= Takakazu Kuriyama =

Japanese ambassador (1931-2015)

Takakazu Kuriyama (栗山尚一; died 1 April 2015) was a Japanese diplomat who served as ambassador to Malaysia and the United States.

==Early life and education==
Kuriyama was born in Tokyo. His father, Kuriyama Shigeru, was a diplomat and judge in the Supreme Court of Japan.

He attended the University of Tokyo.

==Diplomatic career==
Kuriyama joined the Ministry of Foreign Affairs in 1954. He was involved in the negotiations that led to the 1971 Okinawa Reversion Agreement, which returned the Okinawa Prefecture to Japan from the United States. The next year, he helped draft a statement on normalising diplomacy with China.
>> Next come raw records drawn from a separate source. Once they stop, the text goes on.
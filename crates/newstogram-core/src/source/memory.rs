//! In-memory content source.

use super::{BoxFuture, ContentSource, FetchedImage, ScrapedArticle, SourceError, SourceResult};
use std::collections::HashMap;
use std::sync::RwLock;

/// In-memory content source for testing and offline use.
#[derive(Default)]
pub struct MemorySource {
    articles: RwLock<HashMap<String, ScrapedArticle>>,
    images: RwLock<HashMap<String, FetchedImage>>,
}

impl MemorySource {
    /// Create a new empty source.
    pub fn new() -> Self {
        Self::default()
    }

    /// Serve `article` for `url`.
    pub fn insert_article(&self, url: impl Into<String>, article: ScrapedArticle) {
        if let Ok(mut articles) = self.articles.write() {
            articles.insert(url.into(), article);
        }
    }

    /// Serve `image` for `url`.
    pub fn insert_image(&self, url: impl Into<String>, image: FetchedImage) {
        if let Ok(mut images) = self.images.write() {
            images.insert(url.into(), image);
        }
    }
}

impl ContentSource for MemorySource {
    fn scrape(&self, url: &str, _lang: &str) -> BoxFuture<'_, SourceResult<ScrapedArticle>> {
        let url = url.to_string();
        Box::pin(async move {
            let articles = self
                .articles
                .read()
                .map_err(|e| SourceError::Request(format!("Lock error: {}", e)))?;
            articles
                .get(&url)
                .cloned()
                .ok_or(SourceError::NotFound(url))
        })
    }

    fn fetch_image(&self, url: &str) -> BoxFuture<'_, SourceResult<FetchedImage>> {
        let url = url.to_string();
        Box::pin(async move {
            let images = self
                .images
                .read()
                .map_err(|e| SourceError::Request(format!("Lock error: {}", e)))?;
            images
                .get(&url)
                .cloned()
                .ok_or(SourceError::NotFound(url))
        })
    }
}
He held the position of Director General of the North American Affairs Bureau. He served as ambassador to Malaysia from 1985 to 1987. He was appointed Vice Minister in May 1989. In 1992, he became ambassador to the United States. He left the position in 1995.

==Personal life==
His wife, Masako, was the daughter of a Japanese Supreme Court judge.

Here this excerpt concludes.